Since the breakdown of Dennard scaling, and as Moore’s Law approaches its end, chip designers have been challenged with finding new efficient ways to increase processor performance under very strict power and area constraints. Increases in single-threaded performance faced a significant slowdown, as maximum clock frequency remained constant to limit energy consumption. While designs have been previously constrained by these three metrics (performance, area, and energy), many modern applications present a natural tolerance to some degree of imprecision [*].
In this context, approximate computing represents a new paradigm that introduces quality as a new metric in the design space, allowing designers to exchange precision in the results for better tradeoffs between performance, area, and energy [*]. By considering the wide range of known applications in which the results can tolerate a small error, such as computer vision, multimedia processing, data mining, and machine learning, it is possible to exchange quality for up to 2-3x improvements in these three metrics [*].

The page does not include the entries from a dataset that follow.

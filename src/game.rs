use std::fmt;

use crate::board::Board;
use crate::log;
use crate::types::{
    Color, GameResult, GameState, LastMove, Move, MoveSet, PIECES_PER_SIDE, Position,
};

/// Why a move attempt left the game untouched.
#[derive(Debug, Clone, Copy, PartialEq, Eq)]
pub enum MoveRejection {
    GameOver,
    NoSelection,
    /// Another move of the current player captures, so this ordinary move is illegal.
    MustCapture,
    NotATarget,
    /// The chaining piece has to keep jumping; no other piece may move.
    ChainInProgress,
}

impl MoveRejection {
    pub fn as_str(self) -> &'static str {
        match self {
            MoveRejection::GameOver => "game is already over",
            MoveRejection::NoSelection => "no piece is selected",
            MoveRejection::MustCapture => "must capture",
            MoveRejection::NotATarget => "illegal move",
            MoveRejection::ChainInProgress => "capture chain in progress",
        }
    }
}

impl fmt::Display for MoveRejection {
    fn fmt(&self, f: &mut fmt::Formatter<'_>) -> fmt::Result {
        f.write_str(self.as_str())
    }
}

impl std::error::Error for MoveRejection {}

/// What happened after a move was applied.
#[derive(Debug, Clone, PartialEq, Eq)]
pub enum MoveOutcome {
    /// The same piece must jump again; the turn does not pass.
    ContinueCapture { next_moves: Vec<Move> },
    TurnSwitched { next_player: Color },
    GameEnded(GameResult),
}

#[derive(Debug, Clone, PartialEq, Eq)]
pub struct MoveApplied {
    pub from: Position,
    pub to: Position,
    pub captured: Option<Position>,
    pub outcome: MoveOutcome,
}

/// Result of `Game::select_piece`.
#[derive(Debug, Clone, PartialEq, Eq)]
pub enum Selection {
    Selected(MoveSet),
    /// The already-selected piece was picked again.
    Cleared,
    Ignored,
}

/// One game session. State changes only through the methods below.
#[derive(Debug, Clone)]
pub struct Game {
    board: Board,
    current_player: Color,
    selection: Option<Position>,
    capture_chain_active: bool,
    white_count: u8,
    black_count: u8,
    ended: bool,
    winner: Option<Color>,
    last_move: Option<LastMove>,
    debug: bool,
}

impl Game {
    pub fn new() -> Self {
        Self {
            board: Board::new(),
            current_player: Color::White,
            selection: None,
            capture_chain_active: false,
            white_count: PIECES_PER_SIDE,
            black_count: PIECES_PER_SIDE,
            ended: false,
            winner: None,
            last_move: None,
            debug: false,
        }
    }

    /// Replaces the whole session with a fresh one. The debug flag survives.
    pub fn new_game(&mut self) {
        *self = Self {
            debug: self.debug,
            ..Self::new()
        };
        self.trace(|| "new game".to_string());
    }

    pub fn set_debug(&mut self, enabled: bool) {
        self.debug = enabled;
    }

    pub fn current_player(&self) -> Color {
        self.current_player
    }

    pub fn selection(&self) -> Option<Position> {
        self.selection
    }

    pub fn capture_chain_active(&self) -> bool {
        self.capture_chain_active
    }

    pub fn is_game_over(&self) -> bool {
        self.ended
    }

    /// Returns `(white_count, black_count)`.
    pub fn counts(&self) -> (u8, u8) {
        (self.white_count, self.black_count)
    }

    /// Legal moves of the piece on `pos`. Empty unless it belongs to the side to move.
    pub fn legal_moves(&self, pos: Position) -> MoveSet {
        if self.ended {
            return MoveSet::empty();
        }
        match self.board.get(pos) {
            Some(piece) if piece.color == self.current_player => self.board.legal_moves(pos),
            _ => MoveSet::empty(),
        }
    }

    pub fn has_any_capture(&self, player: Color) -> bool {
        self.board.has_any_capture(player)
    }

    pub fn select_piece(&mut self, pos: Position) -> Selection {
        if self.ended || self.capture_chain_active {
            return Selection::Ignored;
        }
        match self.board.get(pos) {
            Some(piece) if piece.color == self.current_player => {}
            _ => return Selection::Ignored,
        }

        if self.selection == Some(pos) {
            self.selection = None;
            return Selection::Cleared;
        }

        self.selection = Some(pos);
        let moves = self.board.legal_moves(pos);
        self.trace(|| format!("select {pos:?}: {:?} {:?}", moves.kind, moves.targets()));
        Selection::Selected(moves)
    }

    /// Clears the selection unless the selected piece is in the middle of a capture chain.
    pub fn deselect(&mut self) -> bool {
        if self.capture_chain_active || self.selection.is_none() {
            return false;
        }
        self.selection = None;
        true
    }

    /// Moves the selected piece to `destination`.
    pub fn attempt_move(&mut self, destination: Position) -> Result<MoveApplied, MoveRejection> {
        if self.ended {
            return Err(MoveRejection::GameOver);
        }
        let from = self.selection.ok_or(MoveRejection::NoSelection)?;

        let moves = self.board.legal_moves(from);
        if self.board.has_any_capture(self.current_player) && !moves.is_capture() {
            self.trace(|| format!("reject {from:?} -> {destination:?}: must capture"));
            return Err(MoveRejection::MustCapture);
        }
        let chosen = moves.find(destination).ok_or(MoveRejection::NotATarget)?;

        self.board.move_piece(from, destination);
        self.last_move = Some(LastMove {
            from,
            to: destination,
            captured: chosen.captured,
        });

        let outcome = match chosen.captured {
            Some(captured) => self.resolve_capture(destination, captured),
            None => {
                self.end_turn();
                MoveOutcome::TurnSwitched {
                    next_player: self.current_player,
                }
            }
        };
        self.trace(|| format!("move {from:?} -> {destination:?}: {outcome:?}"));

        Ok(MoveApplied {
            from,
            to: destination,
            captured: chosen.captured,
            outcome,
        })
    }

    /// Two-argument form: selects `from` when it is not already selected, then moves.
    /// A rejected attempt restores the previous selection.
    pub fn attempt_move_from(
        &mut self,
        from: Position,
        destination: Position,
    ) -> Result<MoveApplied, MoveRejection> {
        if self.ended {
            return Err(MoveRejection::GameOver);
        }
        let previous = self.selection;
        if previous != Some(from) {
            if self.capture_chain_active {
                return Err(MoveRejection::ChainInProgress);
            }
            if !matches!(self.select_piece(from), Selection::Selected(_)) {
                return Err(MoveRejection::NoSelection);
            }
        }

        let result = self.attempt_move(destination);
        if result.is_err() {
            self.selection = previous;
        }
        result
    }

    pub fn to_game_state(&self) -> GameState {
        GameState {
            cells: self.board.to_cells(),
            current_player: self.current_player,
            selected: self.selection,
            capture_chain_active: self.capture_chain_active,
            white_count: self.white_count,
            black_count: self.black_count,
            is_game_over: self.ended,
            winner: self.winner,
            last_move: self.last_move,
        }
    }

    /// `None` until one side has lost every piece.
    pub fn result(&self) -> Option<GameResult> {
        self.winner.map(|winner| GameResult {
            winner,
            white_left: self.white_count,
            black_left: self.black_count,
        })
    }

    fn resolve_capture(&mut self, landing: Position, captured: Position) -> MoveOutcome {
        if let Some(piece) = self.board.remove(captured) {
            match piece.color {
                Color::White => self.white_count -= 1,
                Color::Black => self.black_count -= 1,
            }
        }
        debug_assert_eq!(self.white_count, self.board.count(Color::White));
        debug_assert_eq!(self.black_count, self.board.count(Color::Black));

        if self.white_count == 0 || self.black_count == 0 {
            self.ended = true;
            self.winner = Some(self.current_player);
            self.selection = None;
            self.capture_chain_active = false;
            return MoveOutcome::GameEnded(GameResult {
                winner: self.current_player,
                white_left: self.white_count,
                black_left: self.black_count,
            });
        }

        let next_moves = self.board.capture_moves(landing);
        if next_moves.is_empty() {
            self.end_turn();
            return MoveOutcome::TurnSwitched {
                next_player: self.current_player,
            };
        }

        self.selection = Some(landing);
        self.capture_chain_active = true;
        MoveOutcome::ContinueCapture { next_moves }
    }

    fn end_turn(&mut self) {
        self.selection = None;
        self.capture_chain_active = false;
        self.current_player = self.current_player.opponent();
    }

    fn trace(&self, msg: impl FnOnce() -> String) {
        if self.debug {
            log::debug(&msg());
        }
    }

    #[cfg(test)]
    fn set_board_for_test(&mut self, board: Board, current_player: Color) {
        self.board = board;
        self.current_player = current_player;
        self.selection = None;
        self.capture_chain_active = false;
        self.white_count = board.count(Color::White);
        self.black_count = board.count(Color::Black);
        self.ended = false;
        self.winner = None;
        self.last_move = None;
    }
}

impl Default for Game {
    fn default() -> Self {
        Self::new()
    }
}
use wasm_bindgen::prelude::*;

pub mod api;
pub mod board;
pub mod game;
mod log;
pub mod types;

#[wasm_bindgen]
pub fn wasm_ready() -> bool {
    true
}
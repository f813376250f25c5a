use serde::Serialize;

pub const BOARD_SIZE: usize = 8;
pub const PIECES_PER_SIDE: u8 = 12;
/// Rows filled with pieces at the start, counted from each side's back edge.
pub const STARTING_ROWS: usize = 3;

/// Side to move. White starts at the bottom (rows 5-7) and moves toward row 0.
#[derive(Debug, Clone, Copy, PartialEq, Eq, Hash, Serialize)]
#[serde(rename_all = "lowercase")]
pub enum Color {
    White,
    Black,
}

impl Color {
    pub fn opponent(self) -> Self {
        match self {
            Color::White => Color::Black,
            Color::Black => Color::White,
        }
    }

    /// Row delta of an ordinary move.
    pub fn forward(self) -> i8 {
        match self {
            Color::White => -1,
            Color::Black => 1,
        }
    }
}

/// A board coordinate. Only constructible on the board, so indexing with it never fails.
#[derive(Debug, Clone, Copy, PartialEq, Eq, Hash, Serialize)]
pub struct Position {
    row: u8,
    col: u8,
}

impl Position {
    /// Returns `None` when `(row, col)` lies outside the board.
    pub fn new(row: u8, col: u8) -> Option<Self> {
        if (row as usize) < BOARD_SIZE && (col as usize) < BOARD_SIZE {
            Some(Self { row, col })
        } else {
            None
        }
    }

    /// Grid indices already known to be in range.
    pub(crate) fn from_grid(row: usize, col: usize) -> Self {
        debug_assert!(row < BOARD_SIZE && col < BOARD_SIZE);
        Self {
            row: row as u8,
            col: col as u8,
        }
    }

    pub fn row(self) -> u8 {
        self.row
    }

    pub fn col(self) -> u8 {
        self.col
    }

    pub fn offset(self, dr: i8, dc: i8) -> Option<Self> {
        let row = self.row as i16 + dr as i16;
        let col = self.col as i16 + dc as i16;
        if in_bounds(row, col) {
            Some(Self {
                row: row as u8,
                col: col as u8,
            })
        } else {
            None
        }
    }

    /// Dark squares are the only playable ones: `(row + col)` is odd.
    pub fn is_dark(self) -> bool {
        (self.row + self.col) % 2 == 1
    }
}

fn in_bounds(row: i16, col: i16) -> bool {
    (0..BOARD_SIZE as i16).contains(&row) && (0..BOARD_SIZE as i16).contains(&col)
}

#[derive(Debug, Clone, Copy, PartialEq, Eq, Serialize)]
pub struct Piece {
    pub color: Color,
}

impl Piece {
    pub fn new(color: Color) -> Self {
        Self { color }
    }
}

/// One legal destination for a piece. `captured` is set for jumps.
#[derive(Debug, Clone, Copy, PartialEq, Eq, Serialize)]
pub struct Move {
    pub to: Position,
    pub captured: Option<Position>,
}

#[derive(Debug, Clone, Copy, PartialEq, Eq, Serialize)]
#[serde(rename_all = "lowercase")]
pub enum MoveKind {
    Capture,
    Ordinary,
}

/// Legal moves of a single piece. Captures, when present, exclude ordinary moves.
#[derive(Debug, Clone, PartialEq, Eq, Serialize)]
pub struct MoveSet {
    pub kind: MoveKind,
    pub moves: Vec<Move>,
}

impl MoveSet {
    pub fn empty() -> Self {
        Self {
            kind: MoveKind::Ordinary,
            moves: Vec::new(),
        }
    }

    pub fn is_capture(&self) -> bool {
        self.kind == MoveKind::Capture && !self.moves.is_empty()
    }

    pub fn find(&self, to: Position) -> Option<Move> {
        self.moves.iter().copied().find(|mv| mv.to == to)
    }

    pub fn targets(&self) -> Vec<Position> {
        self.moves.iter().map(|mv| mv.to).collect()
    }
}

/// Final result after one side has no pieces left.
#[derive(Debug, Clone, Copy, PartialEq, Eq, Serialize)]
pub struct GameResult {
    pub winner: Color,
    pub white_left: u8,
    pub black_left: u8,
}

/// Most recently applied move, kept for animating the board.
#[derive(Debug, Clone, Copy, PartialEq, Eq, Serialize)]
pub struct LastMove {
    pub from: Position,
    pub to: Position,
    pub captured: Option<Position>,
}

/// Public game state returned from WASM APIs.
#[derive(Debug, Clone, PartialEq, Eq, Serialize)]
pub struct GameState {
    /// `cells[row][col]`, `None` for an empty square.
    pub cells: Vec<Vec<Option<Color>>>,
    pub current_player: Color,
    pub selected: Option<Position>,
    /// Contract: only `true` while `selected` is set.
    pub capture_chain_active: bool,
    pub white_count: u8,
    pub black_count: u8,
    pub is_game_over: bool,
    pub winner: Option<Color>,
    pub last_move: Option<LastMove>,
}
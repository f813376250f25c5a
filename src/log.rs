/// Debug log output (forwarded to the JS console on wasm).
#[cfg(target_arch = "wasm32")]
pub fn debug(msg: &str) {
    web_sys::console::log_1(&msg.into());
}

#[cfg(not(target_arch = "wasm32"))]
pub fn debug(msg: &str) {
    eprintln!("DEBUG: {msg}");
}
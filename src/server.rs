use anyhow::{Context, Result};
use axum::{
    extract::{Path, Query, RawQuery, State},
    http::{header, HeaderValue},
    response::{IntoResponse, Json, Response},
    routing::get,
    Router,
};
use serde::{Deserialize, Serialize};
use serde_json::json;
use std::net::SocketAddr;
use std::sync::Arc;
use tokio::net::TcpListener;
use tower_http::trace::TraceLayer;

use crate::catalog::{self, ArtworkQuery, BatchQuery};
use crate::client::CatalogClient;
use crate::error::ApiError;
use crate::gallery::{self, SortKey};
use crate::image_proxy::{ImageProxy, ImageQuery};

pub const LIST_CACHE_CONTROL: &str = "public, max-age=300, stale-while-revalidate=600";
pub const COLLECTIONS_CACHE_CONTROL: &str = "public, max-age=300";

pub struct AppState {
    pub catalog: CatalogClient,
    pub images: ImageProxy,
}

pub fn build_router(state: Arc<AppState>) -> Router {
    Router::new()
        .route("/health", get(health))
        .route("/api/artworks", get(list_artworks))
        .route("/api/artworks/batch", get(batch_artworks))
        .route("/api/artworks/{id}", get(get_artwork))
        .route("/api/collections", get(list_collections))
        .route("/api/collections/{name}/artworks", get(collection_artworks))
        .route("/api/collections/{name}/page", get(collection_page))
        .route("/api/home", get(homepage))
        .route("/api/img", get(proxy_image))
        .layer(TraceLayer::new_for_http())
        .with_state(state)
}

pub async fn start_server(state: Arc<AppState>, addr: SocketAddr) -> Result<()> {
    let app = build_router(state);

    let listener = TcpListener::bind(addr)
        .await
        .with_context(|| format!("Failed to bind {}", addr))?;
    tracing::info!(%addr, "artwork proxy listening");

    axum::serve(listener, app).await.context("Server error")?;
    Ok(())
}

fn cached_json<T: Serialize>(cache_control: &'static str, body: T) -> Response {
    (
        [(header::CACHE_CONTROL, HeaderValue::from_static(cache_control))],
        Json(body),
    )
        .into_response()
}

async fn health() -> Json<serde_json::Value> {
    Json(json!({ "status": "ok" }))
}

async fn list_artworks(
    State(state): State<Arc<AppState>>,
    Query(query): Query<ArtworkQuery>,
) -> Result<Response, ApiError> {
    let artworks = catalog::list_artworks(&state.catalog, &query).await?;
    Ok(cached_json(LIST_CACHE_CONTROL, artworks))
}

async fn batch_artworks(
    State(state): State<Arc<AppState>>,
    Query(query): Query<BatchQuery>,
) -> Result<Response, ApiError> {
    let result = catalog::batch_lookup(&state.catalog, &query).await?;
    Ok(cached_json(LIST_CACHE_CONTROL, result))
}

async fn get_artwork(
    State(state): State<Arc<AppState>>,
    Path(id): Path<String>,
) -> Result<Response, ApiError> {
    let artwork = catalog::get_artwork(&state.catalog, &id).await?;
    Ok(cached_json(LIST_CACHE_CONTROL, artwork))
}

async fn list_collections(State(state): State<Arc<AppState>>) -> Result<Response, ApiError> {
    let collections = catalog::list_collections(&state.catalog).await?;
    Ok(cached_json(COLLECTIONS_CACHE_CONTROL, collections))
}

async fn collection_artworks(
    State(state): State<Arc<AppState>>,
    Path(name): Path<String>,
    RawQuery(raw): RawQuery,
) -> Result<Response, ApiError> {
    let artworks = catalog::collection_artworks(&state.catalog, &name, raw.as_deref()).await?;
    Ok(cached_json(LIST_CACHE_CONTROL, artworks))
}

#[derive(Debug, Default, Deserialize)]
struct PageParams {
    page: Option<String>,
    sort: Option<String>,
}

async fn collection_page(
    State(state): State<Arc<AppState>>,
    Path(slug): Path<String>,
    Query(params): Query<PageParams>,
) -> Result<Response, ApiError> {
    let collections = catalog::list_collections(&state.catalog).await?;
    let collection = gallery::resolve_collection(&collections, &slug)
        .cloned()
        .ok_or_else(|| ApiError::not_found("Collection not found"))?;

    let artworks = catalog::collection_artworks(&state.catalog, collection.name(), None).await?;
    let sort = SortKey::parse(params.sort.as_deref());
    let page = gallery::assemble_page(collection, artworks, params.page.as_deref(), sort);
    Ok(cached_json(LIST_CACHE_CONTROL, page))
}

async fn homepage(State(state): State<Arc<AppState>>) -> Result<Response, ApiError> {
    let data = catalog::homepage(&state.catalog).await?;
    Ok(cached_json(LIST_CACHE_CONTROL, data))
}

async fn proxy_image(
    State(state): State<Arc<AppState>>,
    Query(query): Query<ImageQuery>,
) -> Response {
    state.images.fetch(&query).await
}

Most of the techniques proposed for approximate computing so far are based on replacing parts of an algorithm by a neural network and executing it in a dedicated hardware [*]. Our group takes a different approach by exploiting the notion of repetition in code sequences (reuse). Very often in programs a code region that is tolerable to approximation executes multiple times with similar inputs, inefficiently computing similar results each time. By keeping these results in a table and checking it before the code region executes, it is possible to replace an expensive computation by a simple memory access - saving time and energy. Our most recent work has demonstrated the potential of the approach [*].